TASK REQUIREMENTS: With no line omitted, restate the records below exactly as they appear.

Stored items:
########################################
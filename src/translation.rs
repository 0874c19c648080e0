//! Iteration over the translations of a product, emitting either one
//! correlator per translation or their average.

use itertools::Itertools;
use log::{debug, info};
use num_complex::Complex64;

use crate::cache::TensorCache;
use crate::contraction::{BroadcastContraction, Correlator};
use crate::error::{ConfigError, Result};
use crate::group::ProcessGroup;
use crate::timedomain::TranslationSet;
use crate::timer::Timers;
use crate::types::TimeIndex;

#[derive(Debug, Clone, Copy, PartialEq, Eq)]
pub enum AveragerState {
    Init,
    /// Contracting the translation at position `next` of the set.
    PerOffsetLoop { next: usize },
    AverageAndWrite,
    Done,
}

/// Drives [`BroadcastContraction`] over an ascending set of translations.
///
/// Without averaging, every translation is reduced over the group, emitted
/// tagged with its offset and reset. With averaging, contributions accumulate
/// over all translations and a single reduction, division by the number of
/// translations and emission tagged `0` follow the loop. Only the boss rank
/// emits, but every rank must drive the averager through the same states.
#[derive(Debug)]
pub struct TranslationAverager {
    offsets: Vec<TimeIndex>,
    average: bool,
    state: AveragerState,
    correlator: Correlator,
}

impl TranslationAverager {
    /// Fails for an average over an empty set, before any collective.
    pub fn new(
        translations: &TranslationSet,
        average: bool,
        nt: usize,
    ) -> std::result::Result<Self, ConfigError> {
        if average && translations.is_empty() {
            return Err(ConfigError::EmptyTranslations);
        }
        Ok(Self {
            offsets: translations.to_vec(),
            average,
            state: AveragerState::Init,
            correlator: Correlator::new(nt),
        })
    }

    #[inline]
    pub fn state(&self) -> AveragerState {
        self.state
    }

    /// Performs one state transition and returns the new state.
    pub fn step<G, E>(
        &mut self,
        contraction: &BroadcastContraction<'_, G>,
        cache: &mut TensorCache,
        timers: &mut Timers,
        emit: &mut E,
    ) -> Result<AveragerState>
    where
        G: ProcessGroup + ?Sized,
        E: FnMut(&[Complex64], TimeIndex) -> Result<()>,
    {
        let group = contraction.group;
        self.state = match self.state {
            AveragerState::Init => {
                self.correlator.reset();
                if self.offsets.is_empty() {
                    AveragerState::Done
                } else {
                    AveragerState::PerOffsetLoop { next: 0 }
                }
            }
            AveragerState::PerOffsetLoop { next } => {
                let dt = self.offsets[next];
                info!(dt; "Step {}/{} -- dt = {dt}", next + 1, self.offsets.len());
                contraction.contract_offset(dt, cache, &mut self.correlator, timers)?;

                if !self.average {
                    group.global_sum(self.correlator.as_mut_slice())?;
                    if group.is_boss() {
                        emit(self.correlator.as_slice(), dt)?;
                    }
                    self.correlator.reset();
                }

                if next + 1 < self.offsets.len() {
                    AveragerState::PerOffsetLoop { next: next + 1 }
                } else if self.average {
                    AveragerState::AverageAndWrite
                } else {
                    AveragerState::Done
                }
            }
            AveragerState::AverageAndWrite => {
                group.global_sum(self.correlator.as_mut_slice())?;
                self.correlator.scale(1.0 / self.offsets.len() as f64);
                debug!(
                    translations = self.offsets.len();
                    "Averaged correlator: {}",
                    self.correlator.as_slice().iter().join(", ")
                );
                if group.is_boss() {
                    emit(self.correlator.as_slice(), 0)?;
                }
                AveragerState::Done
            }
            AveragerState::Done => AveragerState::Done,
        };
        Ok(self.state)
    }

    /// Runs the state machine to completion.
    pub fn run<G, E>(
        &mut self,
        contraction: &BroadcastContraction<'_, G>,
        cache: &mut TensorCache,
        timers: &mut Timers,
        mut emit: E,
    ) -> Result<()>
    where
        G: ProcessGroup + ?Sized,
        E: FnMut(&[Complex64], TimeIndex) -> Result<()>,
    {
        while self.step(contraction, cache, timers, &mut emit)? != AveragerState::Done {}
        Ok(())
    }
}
########################################
TASK SOLUTION:
filename src/translation.rs
repository 0874c19c648080e0
//! Iteration over the translations of a product, emitting either one
//! correlator per translation or their average.

use itertools::Itertools;
use log::{debug, info};
use num_complex::Complex64;

use crate::cache::TensorCache;
use crate::contraction::{BroadcastContraction, Correlator};
use crate::error::{ConfigError, Result};
use crate::group::ProcessGroup;
use crate::timedomain::TranslationSet;
use crate::timer::Timers;
use crate::types::TimeIndex;

#[derive(Debug, Clone, Copy, PartialEq, Eq)]
pub enum AveragerState {
    Init,
    /// Contracting the translation at position `next` of the set.
    PerOffsetLoop { next: usize },
    AverageAndWrite,
    Done,
}

/// Drives [`BroadcastContraction`] over an ascending set of translations.
///
/// Without averaging, every translation is reduced over the group, emitted
/// tagged with its offset and reset. With averaging, contributions accumulate
/// over all translations and a single reduction, division by the number of
/// translations and emission tagged `0` follow the loop. Only the boss rank
/// emits, but every rank must drive the averager through the same states.
#[derive(Debug)]
pub struct TranslationAverager {
    offsets: Vec<TimeIndex>,
    average: bool,
    state: AveragerState,
    correlator: Correlator,
}

impl TranslationAverager {
    /// Fails for an average over an empty set, before any collective.
    pub fn new(
        translations: &TranslationSet,
        average: bool,
        nt: usize,
    ) -> std::result::Result<Self, ConfigError> {
        if average && translations.is_empty() {
            return Err(ConfigError::EmptyTranslations);
        }
        Ok(Self {
            offsets: translations.to_vec(),
            average,
            state: AveragerState::Init,
            correlator: Correlator::new(nt),
        })
    }

    #[inline]
    pub fn state(&self) -> AveragerState {
        self.state
    }

    /// Performs one state transition and returns the new state.
    pub fn step<G, E>(
        &mut self,
        contraction: &BroadcastContraction<'_, G>,
        cache: &mut TensorCache,
        timers: &mut Timers,
        emit: &mut E,
    ) -> Result<AveragerState>
    where
        G: ProcessGroup + ?Sized,
        E: FnMut(&[Complex64], TimeIndex) -> Result<()>,
    {
        let group = contraction.group;
        self.state = match self.state {
            AveragerState::Init => {
                self.correlator.reset();
                if self.offsets.is_empty() {
                    AveragerState::Done
                } else {
                    AveragerState::PerOffsetLoop { next: 0 }
                }
            }
            AveragerState::PerOffsetLoop { next } => {
                let dt = self.offsets[next];
                info!(dt; "Step {}/{} -- dt = {dt}", next + 1, self.offsets.len());
                contraction.contract_offset(dt, cache, &mut self.correlator, timers)?;

                if !self.average {
                    group.global_sum(self.correlator.as_mut_slice())?;
                    if group.is_boss() {
                        emit(self.correlator.as_slice(), dt)?;
                    }
                    self.correlator.reset();
                }

                if next + 1 < self.offsets.len() {
                    AveragerState::PerOffsetLoop { next: next + 1 }
                } else if self.average {
                    AveragerState::AverageAndWrite
                } else {
                    AveragerState::Done
                }
            }
            AveragerState::AverageAndWrite => {
                group.global_sum(self.correlator.as_mut_slice())?;
                self.correlator.scale(1.0 / self.offsets.len() as f64);
                debug!(
                    translations = self.offsets.len();
                    "Averaged correlator: {}",
                    self.correlator.as_slice().iter().join(", ")
                );
                if group.is_boss() {
                    emit(self.correlator.as_slice(), 0)?;
                }
                AveragerState::Done
            }
            AveragerState::Done => AveragerState::Done,
        };
        Ok(self.state)
    }

    /// Runs the state machine to completion.
    pub fn run<G, E>(
        &mut self,
        contraction: &BroadcastContraction<'_, G>,
        cache: &mut TensorCache,
        timers: &mut Timers,
        mut emit: E,
    ) -> Result<()>
    where
        G: ProcessGroup + ?Sized,
        E: FnMut(&[Complex64], TimeIndex) -> Result<()>,
    {
        while self.step(contraction, cache, timers, &mut emit)? != AveragerState::Done {}
        Ok(())
    }
}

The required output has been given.